//! `ksctl retarget` — move a Space to another member cluster.
//!
//! The target must resolve to a *member* cluster in the configuration
//! before the Space is even fetched: naming an unknown cluster, or the
//! host cluster, fails resolution and leaves the Space untouched.
//!
//! # Usage
//!
//! ```bash
//! ksctl retarget alice-dev member-2
//! ```

use async_trait::async_trait;
use clap::Args;
use kube::Api;

use ksctl_api::Space;

use crate::config::ClusterType;
use crate::context::CommandContext;
use crate::flow::{self, GuardedMutation, Precondition};
use crate::Result;

/// Move a Space to another member cluster
#[derive(Args, Debug)]
pub struct RetargetArgs {
    /// Name of the Space to move
    pub name: String,

    /// Name of the member cluster to move it to (as named in ksctl.yaml)
    pub target_cluster: String,
}

/// Run the retarget command.
pub async fn run(ctx: &mut CommandContext, args: RetargetArgs) -> Result<()> {
    // The target cluster name must be a configured member cluster. This
    // guard fires before any fetch, so a typo can never touch the Space.
    let member = ctx.resolve(&args.target_cluster, Some(ClusterType::Member))?;

    let (cluster, client) = ctx.host_client().await?;
    let spaces: Api<Space> = Api::namespaced(client, &cluster.operator_namespace);

    let mutation = Retarget {
        api: spaces.clone(),
        name: args.name.clone(),
        target_cluster: member.name,
    };
    flow::run(
        &mut ctx.term,
        &spaces,
        &cluster.operator_namespace,
        &args.name,
        mutation,
    )
    .await?;
    Ok(())
}

struct Retarget {
    api: Api<Space>,
    name: String,
    target_cluster: String,
}

#[async_trait]
impl GuardedMutation for Retarget {
    type Target = Space;

    fn preview_title(&self) -> String {
        format!("Space '{}'", self.name)
    }

    fn check(&self, target: &Space) -> Result<Precondition> {
        if target.spec.target_cluster.as_deref() == Some(self.target_cluster.as_str()) {
            return Ok(Precondition::NothingToDo(format!(
                "Space '{}' is already targeted at cluster '{}'",
                self.name, self.target_cluster
            )));
        }
        Ok(Precondition::Proceed)
    }

    fn danger_warning(&self) -> Option<String> {
        Some(
            "retargeting deletes the Space's namespaces on the current cluster \
             and recreates them empty on the target cluster"
                .to_string(),
        )
    }

    fn question(&self) -> String {
        format!(
            "move the Space '{}' to cluster '{}'?",
            self.name, self.target_cluster
        )
    }

    async fn apply(&mut self, mut target: Space) -> Result<()> {
        target.spec.target_cluster = Some(self.target_cluster.clone());
        flow::update(&self.api, target).await?;
        Ok(())
    }

    fn success_message(&self) -> String {
        format!(
            "Space '{}' is now targeted at cluster '{}'",
            self.name, self.target_cluster
        )
    }
}
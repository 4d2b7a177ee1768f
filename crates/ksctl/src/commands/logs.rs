//! `ksctl logs` — fetch logs from a pod on a cluster.
//!
//! # Usage
//!
//! ```bash
//! # Host operator logs
//! ksctl logs host-operator-controller-manager-abc123
//!
//! # A member operator container, last 100 lines
//! ksctl logs member-operator-abc123 --target-cluster member-1 \
//!   -c manager --tail 100
//! ```

use clap::Args;
use k8s_openapi::api::core::v1::Pod;
use kube::api::LogParams;
use kube::Api;

use crate::context::CommandContext;
use crate::flow;
use crate::Result;

/// Fetch logs from a pod on a cluster
#[derive(Args, Debug)]
pub struct LogsArgs {
    /// Name of the pod
    pub pod: String,

    /// Cluster to read from, as named in ksctl.yaml (default: the host)
    #[arg(long)]
    pub target_cluster: Option<String>,

    /// Namespace of the pod (default: the cluster's operator namespace)
    #[arg(short, long)]
    pub namespace: Option<String>,

    /// Container to read (default: the pod's only container)
    #[arg(short, long)]
    pub container: Option<String>,

    /// Only return this many lines from the end of the log
    #[arg(long)]
    pub tail: Option<i64>,
}

/// Run the logs command.
pub async fn run(ctx: &mut CommandContext, args: LogsArgs) -> Result<()> {
    let (cluster, client) = match &args.target_cluster {
        Some(name) => ctx.client_for(name, None).await?,
        None => ctx.host_client().await?,
    };

    let namespace = args
        .namespace
        .as_deref()
        .unwrap_or(&cluster.operator_namespace);
    let pods: Api<Pod> = Api::namespaced(client, namespace);

    // Probe with a typed fetch first so a missing pod reports the same
    // qualified not-found error as everything else.
    flow::fetch(&pods, namespace, &args.pod).await?;

    let params = LogParams {
        container: args.container.clone(),
        tail_lines: args.tail,
        ..LogParams::default()
    };
    let logs = pods.logs(&args.pod, &params).await?;
    ctx.term.println(logs)
}
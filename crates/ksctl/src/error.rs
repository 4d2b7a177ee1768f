//! Error types for the CLI

use std::path::PathBuf;

use crate::config::ClusterType;

/// CLI Result type
pub type Result<T> = std::result::Result<T, Error>;

/// CLI errors
#[derive(Debug, thiserror::Error)]
pub enum Error {
    #[error("configuration file not found: {}", .path.display())]
    ConfigNotFound { path: PathBuf },

    #[error("failed to parse {}: {source}", .path.display())]
    ConfigParse {
        path: PathBuf,
        #[source]
        source: serde_yaml::Error,
    },

    #[error("the cluster '{name}' is not present in your ksctl.yaml file; known clusters are: {}", .known.join(", "))]
    ClusterNotFound { name: String, known: Vec<String> },

    #[error("the cluster '{name}' is a {actual} cluster, not a {expected} cluster")]
    KindMismatch {
        name: String,
        expected: ClusterType,
        actual: ClusterType,
    },

    #[error("the cluster '{name}' has no token set in your ksctl.yaml file; you are not entitled to act on it")]
    MissingToken { name: String },

    #[error("{kind} '{namespace}/{name}' not found")]
    NotFound {
        kind: String,
        namespace: String,
        name: String,
    },

    #[error("{message}")]
    Validation { message: String },

    #[error("invalid server API URL '{url}': {reason}")]
    InvalidServerUrl { url: String, reason: String },

    #[error("failed to render object preview: {0}")]
    Render(String),

    #[error("failed to read confirmation answer: {0}")]
    Input(#[source] std::io::Error),

    #[error("kubernetes api error: {0}")]
    Kube(#[from] kube::Error),

    #[error("json error: {0}")]
    Json(#[from] serde_json::Error),

    #[error("io error: {0}")]
    Io(#[from] std::io::Error),
}

impl Error {
    pub fn validation(message: impl Into<String>) -> Self {
        Error::Validation {
            message: message.into(),
        }
    }

    pub fn not_found(kind: impl Into<String>, namespace: &str, name: &str) -> Self {
        Error::NotFound {
            kind: kind.into(),
            namespace: namespace.to_string(),
            name: name.to_string(),
        }
    }
}
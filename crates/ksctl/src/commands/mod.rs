//! CLI commands
//!
//! One file per command. Mutating commands implement
//! [`crate::flow::GuardedMutation`] and run through the shared protocol;
//! the read commands (`get`, `describe`, `logs`) go through the generic
//! client and never prompt.

pub mod add_space_users;
pub mod approve;
pub mod ban;
pub mod create_event;
pub mod deactivate;
pub mod describe;
pub mod disable;
pub mod disable_feature;
pub mod enable_feature;
pub mod format;
pub mod gdpr_delete;
pub mod get;
pub mod logs;
pub mod promote_space;
pub mod promote_user;
pub mod remove_space_users;
pub mod retarget;

#[cfg(test)]
pub(crate) mod test_support {
    /// A client that is never called: command precondition tests build
    /// their mutation structs around it. Needs a tokio runtime to exist.
    pub(crate) fn disconnected_client() -> kube::Client {
        let config = kube::Config::new(http::Uri::from_static("https://localhost:6443"));
        kube::Client::try_from(config).expect("client construction is offline")
    }
}
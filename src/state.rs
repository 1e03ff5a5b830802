//! Persisted read position and the stores that keep it between runs.

use crate::error::Result;
use async_trait::async_trait;
use log::debug;
use serde::{Deserialize, Serialize};
use std::path::{Path, PathBuf};
use std::sync::Mutex;
use tokio::fs;
use tokio::io::AsyncWriteExt;

/// File name of the default state file, placed in the system temp directory.
pub const DEFAULT_STATE_FILE: &str = ".log_tail-state.yml";

/// Where reading left off in the tracked log file.
#[derive(Debug, Clone, Default, PartialEq, Eq, Serialize, Deserialize)]
pub struct TailState {
    /// Byte offset into the live file. `None` until the first pass completes.
    #[serde(default, skip_serializing_if = "Option::is_none")]
    pub cursor: Option<u64>,

    /// First line of the live file, terminator included.
    #[serde(default, skip_serializing_if = "Option::is_none")]
    pub first_line: Option<String>,
}

impl TailState {
    pub fn new(cursor: u64, first_line: impl Into<String>) -> Self {
        Self {
            cursor: Some(cursor),
            first_line: Some(first_line.into()),
        }
    }
}

/// Durable storage for a [`TailState`].
///
/// `recall` must return an empty state when nothing has been stored yet and
/// only fail on genuine I/O or decoding trouble.
#[async_trait]
pub trait StateStore: Send + Sync {
    /// Returns the last remembered state, or `TailState::default()`.
    async fn recall(&self) -> Result<TailState>;

    /// Overwrites the remembered state.
    async fn remember(&self, state: &TailState) -> Result<()>;
}

/// Keeps state as a YAML document on disk.
#[derive(Debug, Clone)]
pub struct FileStateStore {
    path: PathBuf,
}

impl FileStateStore {
    pub fn new<P: AsRef<Path>>(path: P) -> Self {
        Self {
            path: path.as_ref().to_path_buf(),
        }
    }

    pub fn path(&self) -> &Path {
        &self.path
    }

    fn temp_path(&self) -> PathBuf {
        let mut name = self
            .path
            .file_name()
            .map(|name| name.to_os_string())
            .unwrap_or_default();
        name.push(".tmp");
        self.path.with_file_name(name)
    }
}

impl Default for FileStateStore {
    fn default() -> Self {
        Self::new(std::env::temp_dir().join(DEFAULT_STATE_FILE))
    }
}

#[async_trait]
impl StateStore for FileStateStore {
    async fn recall(&self) -> Result<TailState> {
        let content = match fs::read_to_string(&self.path).await {
            Ok(content) => content,
            Err(e) if e.kind() == std::io::ErrorKind::NotFound => {
                debug!("no state at {}, starting fresh", self.path.display());
                return Ok(TailState::default());
            }
            Err(e) => return Err(e.into()),
        };

        if content.trim().is_empty() {
            return Ok(TailState::default());
        }
        Ok(serde_yaml::from_str(&content)?)
    }

    async fn remember(&self, state: &TailState) -> Result<()> {
        let encoded = serde_yaml::to_string(state)?;

        if let Some(parent) = self.path.parent().filter(|p| !p.as_os_str().is_empty()) {
            fs::create_dir_all(parent).await?;
        }

        // Replace by rename so a crash never leaves a half-written state file.
        let temp_path = self.temp_path();
        let mut file = fs::File::create(&temp_path).await?;
        file.write_all(encoded.as_bytes()).await?;
        file.sync_all().await?;
        drop(file);
        fs::rename(&temp_path, &self.path).await?;

        debug!("remembered {:?} at {}", state, self.path.display());
        Ok(())
    }
}

/// In-process store, useful when the caller persists state elsewhere.
#[derive(Debug, Default)]
pub struct MemoryStateStore {
    state: Mutex<TailState>,
}

impl MemoryStateStore {
    pub fn new(state: TailState) -> Self {
        Self {
            state: Mutex::new(state),
        }
    }

    /// Copy of the currently held state.
    pub fn snapshot(&self) -> TailState {
        self.state
            .lock()
            .unwrap_or_else(|poisoned| poisoned.into_inner())
            .clone()
    }
}

#[async_trait]
impl StateStore for MemoryStateStore {
    async fn recall(&self) -> Result<TailState> {
        Ok(self.snapshot())
    }

    async fn remember(&self, state: &TailState) -> Result<()> {
        *self
            .state
            .lock()
            .unwrap_or_else(|poisoned| poisoned.into_inner()) = state.clone();
        Ok(())
    }
}

#[async_trait]
impl<S: StateStore + ?Sized> StateStore for std::sync::Arc<S> {
    async fn recall(&self) -> Result<TailState> {
        (**self).recall().await
    }

    async fn remember(&self, state: &TailState) -> Result<()> {
        (**self).remember(state).await
    }
}
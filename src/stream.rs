//! Following a log file as a stream of line batches.

use crate::error::{Error, Result};
use crate::options::TailOptions;
use crate::tail::RotatingTail;
use crate::watcher::{FileWatcher, is_event_relevant};
use futures::Stream;
use log::{debug, error};
use std::path::Path;
use std::pin::Pin;
use std::task::{Context, Poll};
use std::time::Duration;
use tokio::sync::{broadcast, mpsc};
use tokio::task::JoinHandle;
use tokio::time::MissedTickBehavior;

/// Yields the lines of every pass over a followed log file.
///
/// A pass runs immediately, then whenever the file or its `.1` sibling
/// changes, and at least once per poll interval. Each pass that finds new
/// lines produces one `Vec<String>`; an error ends the stream after it is
/// yielded.
///
/// Delivery is at-most-once: a pass saves the cursor before its batch is
/// queued, so batches not yet taken from the stream when it is dropped are
/// lost to later runs.
pub struct TailStream {
    receiver: mpsc::UnboundedReceiver<Result<Vec<String>>>,
    shutdown_tx: broadcast::Sender<()>,
    _task_handle: JoinHandle<()>,
}

impl TailStream {
    pub async fn new<P: AsRef<Path>>(path: P, options: TailOptions) -> Result<Self> {
        let tail = options.build_tail(path.as_ref());
        let poll_interval = options.poll_interval;

        let mut watcher = FileWatcher::new(tail.path())?;
        watcher.start_watching()?;

        let (tx, rx) = mpsc::unbounded_channel();
        let (shutdown_tx, shutdown_rx) = broadcast::channel(1);

        let task_handle = tokio::spawn(async move {
            follow_task(tail, watcher, poll_interval, tx, shutdown_rx).await;
        });

        Ok(TailStream {
            receiver: rx,
            shutdown_tx,
            _task_handle: task_handle,
        })
    }

    #[cfg(test)]
    pub fn is_closed(&self) -> bool {
        self.receiver.is_closed()
    }
}

impl Drop for TailStream {
    fn drop(&mut self) {
        let _ = self.shutdown_tx.send(());
    }
}

async fn follow_task(
    tail: RotatingTail,
    mut watcher: FileWatcher,
    poll_interval: Duration,
    tx: mpsc::UnboundedSender<Result<Vec<String>>>,
    mut shutdown_rx: broadcast::Receiver<()>,
) {
    if !run_pass(&tail, &tx).await {
        return;
    }

    let names = watcher.watched_names();
    let mut ticker = tokio::time::interval(poll_interval);
    ticker.set_missed_tick_behavior(MissedTickBehavior::Delay);
    ticker.tick().await;

    loop {
        tokio::select! {
            _ = shutdown_rx.recv() => break,

            _ = ticker.tick() => {
                if !run_pass(&tail, &tx).await {
                    break;
                }
            }

            event = watcher.next_event() => {
                match event {
                    Some(Ok(event)) => {
                        if is_event_relevant(&event, &names) && !run_pass(&tail, &tx).await {
                            break;
                        }
                    }
                    Some(Err(e)) => {
                        error!("watcher failed for {}: {}", tail.path().display(), e);
                        let _ = tx.send(Err(Error::Watcher(e)));
                        break;
                    }
                    None => break,
                }
            }
        }
    }

    debug!("stopped following {}", tail.path().display());
}

/// Runs one pass and forwards its outcome. Returns whether to keep going.
async fn run_pass(tail: &RotatingTail, tx: &mpsc::UnboundedSender<Result<Vec<String>>>) -> bool {
    match tail.collect_new_lines().await {
        Ok(lines) => {
            if !lines.is_empty() && tx.send(Ok(lines)).is_err() {
                return false;
            }
            true
        }
        // Between a rename and the new file being created.
        Err(Error::FileNotFound { path }) if Path::new(&path) == tail.path() => {
            debug!("{} does not exist yet, waiting", path);
            true
        }
        Err(e) => {
            error!("giving up on {}: {}", tail.path().display(), e);
            let _ = tx.send(Err(e));
            false
        }
    }
}

impl Stream for TailStream {
    type Item = Result<Vec<String>>;

    fn poll_next(mut self: Pin<&mut Self>, cx: &mut Context<'_>) -> Poll<Option<Self::Item>> {
        Pin::new(&mut self.receiver).poll_recv(cx)
    }
}
//! Filesystem notifications for a log file and its rotated sibling.

use crate::error::Result;
use notify::{Config, Event, RecommendedWatcher, RecursiveMode, Watcher};
use std::path::{Path, PathBuf};
use tokio::sync::mpsc;

/// Watches the directory holding a log file.
///
/// The directory is watched rather than the file so the watch survives the
/// file being renamed away and recreated.
pub(crate) struct FileWatcher {
    watcher: RecommendedWatcher,
    receiver: mpsc::UnboundedReceiver<notify::Result<Event>>,
    file_path: PathBuf,
}

impl FileWatcher {
    pub(crate) fn new<P: AsRef<Path>>(path: P) -> Result<Self> {
        let file_path = path.as_ref().to_path_buf();
        let (tx, rx) = mpsc::unbounded_channel();

        let watcher = RecommendedWatcher::new(
            move |res| {
                let _ = tx.send(res);
            },
            Config::default(),
        )?;

        Ok(Self {
            watcher,
            receiver: rx,
            file_path,
        })
    }

    pub(crate) fn start_watching(&mut self) -> Result<()> {
        let watch_path = watch_dir(&self.file_path);
        self.watcher.watch(watch_path, RecursiveMode::NonRecursive)?;
        Ok(())
    }

    pub(crate) async fn next_event(&mut self) -> Option<notify::Result<Event>> {
        self.receiver.recv().await
    }

    /// File names whose events should trigger a pass: the log and `<log>.1`.
    pub(crate) fn watched_names(&self) -> Vec<String> {
        self.file_path
            .file_name()
            .map(|name| {
                let name = name.to_string_lossy().to_string();
                vec![format!("{}{}", name, crate::tail::ROTATED_SUFFIX), name]
            })
            .unwrap_or_default()
    }
}

/// The parent directory, or the current directory for bare file names.
fn watch_dir(file_path: &Path) -> &Path {
    match file_path.parent() {
        Some(parent) if !parent.as_os_str().is_empty() => parent,
        _ => Path::new("."),
    }
}

/// Whether `event` touches any of `names`.
pub(crate) fn is_event_relevant(event: &Event, names: &[String]) -> bool {
    event.paths.iter().any(|path| {
        path.file_name()
            .map(|name| names.iter().any(|n| name.to_string_lossy() == n.as_str()))
            .unwrap_or(false)
    })
}

#[cfg(test)]
mod tests {
    use super::*;
    use notify::EventKind;
    use notify::event::{DataChange, ModifyKind, RenameMode};

    fn event(kind: EventKind, paths: &[&str]) -> Event {
        Event {
            kind,
            paths: paths.iter().map(PathBuf::from).collect(),
            attrs: Default::default(),
        }
    }

    fn names() -> Vec<String> {
        vec!["app.log.1".to_string(), "app.log".to_string()]
    }

    #[test]
    fn test_watched_names_include_rotated_sibling() {
        let watcher = FileWatcher::new("/var/log/app.log").unwrap();
        assert_eq!(watcher.watched_names(), names());
    }

    #[test]
    fn test_watch_dir() {
        assert_eq!(watch_dir(Path::new("/var/log/app.log")), Path::new("/var/log"));
        assert_eq!(watch_dir(Path::new("app.log")), Path::new("."));
    }

    #[test]
    fn test_modify_of_live_file_is_relevant() {
        let e = event(
            EventKind::Modify(ModifyKind::Data(DataChange::Content)),
            &["/var/log/app.log"],
        );
        assert!(is_event_relevant(&e, &names()));
    }

    #[test]
    fn test_rename_to_rotated_name_is_relevant() {
        let e = event(
            EventKind::Modify(ModifyKind::Name(RenameMode::Both)),
            &["/var/log/app.log", "/var/log/app.log.1"],
        );
        assert!(is_event_relevant(&e, &names()));
    }

    #[test]
    fn test_other_files_are_not_relevant() {
        let e = event(
            EventKind::Modify(ModifyKind::Data(DataChange::Content)),
            &["/var/log/app.log.2", "/var/log/other.log", "/"],
        );
        assert!(!is_event_relevant(&e, &names()));
        assert!(!is_event_relevant(&event(EventKind::Any, &[]), &names()));
    }

    #[test]
    fn test_relevance_is_case_sensitive() {
        let e = event(
            EventKind::Modify(ModifyKind::Data(DataChange::Content)),
            &["/var/log/App.Log"],
        );
        assert!(!is_event_relevant(&e, &names()));
    }

    #[tokio::test]
    async fn test_start_watching_temp_dir() {
        let dir = tempfile::tempdir().unwrap();
        let mut watcher = FileWatcher::new(dir.path().join("app.log")).unwrap();

        assert!(watcher.start_watching().is_ok());

        let result = tokio::time::timeout(
            std::time::Duration::from_millis(10),
            watcher.next_event(),
        )
        .await;
        assert!(result.is_err());
    }
}
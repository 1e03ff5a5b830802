use log_tail::{FileStateStore, RotatingTail};

/// Prints whatever was appended to a log file since the last run.
/// Run it repeatedly (e.g. from cron) against a logrotate-managed file.
#[tokio::main]
async fn main() -> Result<(), Box<dyn std::error::Error>> {
    let tail = RotatingTail::with_store(
        "/var/log/apache2/access.log",
        FileStateStore::new("/tmp/access-log-demo-state.yml"),
    );

    let mut count = 0;
    tail.process_new_lines(|line| {
        count += 1;
        print!("[{}] {}", count, line);
        Ok::<(), std::io::Error>(())
    })
    .await?;

    println!("--- {} new lines", count);
    Ok(())
}
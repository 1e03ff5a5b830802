//! Error types for the log tail library.

use std::path::Path;
use thiserror::Error;

/// Boxed error raised by a caller-supplied line handler.
pub type HandlerError = Box<dyn std::error::Error + Send + Sync + 'static>;

/// The main error type for log tail operations.
#[derive(Error, Debug)]
pub enum Error {
    /// I/O errors when reading log files or writing state.
    #[error("I/O error: {0}")]
    Io(#[from] std::io::Error),

    /// UTF-8 decoding errors when a line is not valid text.
    #[error("UTF-8 decoding error: {0}")]
    Utf8(#[from] std::string::FromUtf8Error),

    /// A log file that had to be read does not exist.
    #[error("File does not exist: {path}")]
    FileNotFound { path: String },

    /// The `.1` sibling does not start with the remembered first line.
    #[error("Rotated file could not be found: {path} does not start with the remembered first line")]
    RotationVerification { path: String },

    /// The persisted state could not be encoded or decoded.
    #[error("State serialization error: {0}")]
    State(#[from] serde_yaml::Error),

    /// File watching errors from the notify crate.
    #[error("File watcher error: {0}")]
    Watcher(#[from] notify::Error),

    /// An error returned by the line handler, passed through untouched.
    #[error("Line handler failed: {0}")]
    Handler(#[source] HandlerError),
}

impl Error {
    pub(crate) fn file_not_found(path: &Path) -> Self {
        Error::FileNotFound {
            path: path.display().to_string(),
        }
    }

    /// Maps `NotFound` to [`Error::FileNotFound`] for the given path.
    pub(crate) fn from_open(err: std::io::Error, path: &Path) -> Self {
        if err.kind() == std::io::ErrorKind::NotFound {
            Self::file_not_found(path)
        } else {
            Error::Io(err)
        }
    }
}

/// A convenient Result type for log tail operations.
pub type Result<T> = std::result::Result<T, Error>;
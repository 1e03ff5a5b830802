//! Settings for following a log file.

use crate::state::FileStateStore;
use crate::tail::{RotatingTail, RotationPolicy};
use std::path::{Path, PathBuf};
use std::time::Duration;

/// How often a followed file is re-read when no change notification arrives.
pub const DEFAULT_POLL_INTERVAL: Duration = Duration::from_secs(1);

/// Options for [`crate::follow_log`].
#[derive(Debug, Clone, PartialEq, Eq)]
pub struct TailOptions {
    /// State file location. `None` uses the default [`FileStateStore`].
    pub state_path: Option<PathBuf>,

    /// Upper bound between passes; filesystem events trigger passes sooner.
    pub poll_interval: Duration,

    /// What a pass does when `<path>.1` cannot be verified after a rotation.
    /// Defaults to [`RotationPolicy::Strict`].
    pub rotation_policy: RotationPolicy,
}

impl Default for TailOptions {
    fn default() -> Self {
        Self {
            state_path: None,
            poll_interval: DEFAULT_POLL_INTERVAL,
            rotation_policy: RotationPolicy::default(),
        }
    }
}

impl TailOptions {
    pub fn state_path<P: AsRef<Path>>(mut self, path: P) -> Self {
        self.state_path = Some(path.as_ref().to_path_buf());
        self
    }

    pub fn poll_interval(mut self, interval: Duration) -> Self {
        self.poll_interval = interval;
        self
    }

    pub fn rotation_policy(mut self, policy: RotationPolicy) -> Self {
        self.rotation_policy = policy;
        self
    }

    pub(crate) fn build_tail(&self, path: &Path) -> RotatingTail {
        let store = match &self.state_path {
            Some(state_path) => FileStateStore::new(state_path),
            None => FileStateStore::default(),
        };
        RotatingTail::with_store(path, store).rotation_policy(self.rotation_policy)
    }
}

Problem details » Copy each line containing the word "poisoned" from the data.

Written answer »
            .unwrap_or_else(|poisoned| poisoned.into_inner())
            .unwrap_or_else(|poisoned| poisoned.into_inner()) = state.clone();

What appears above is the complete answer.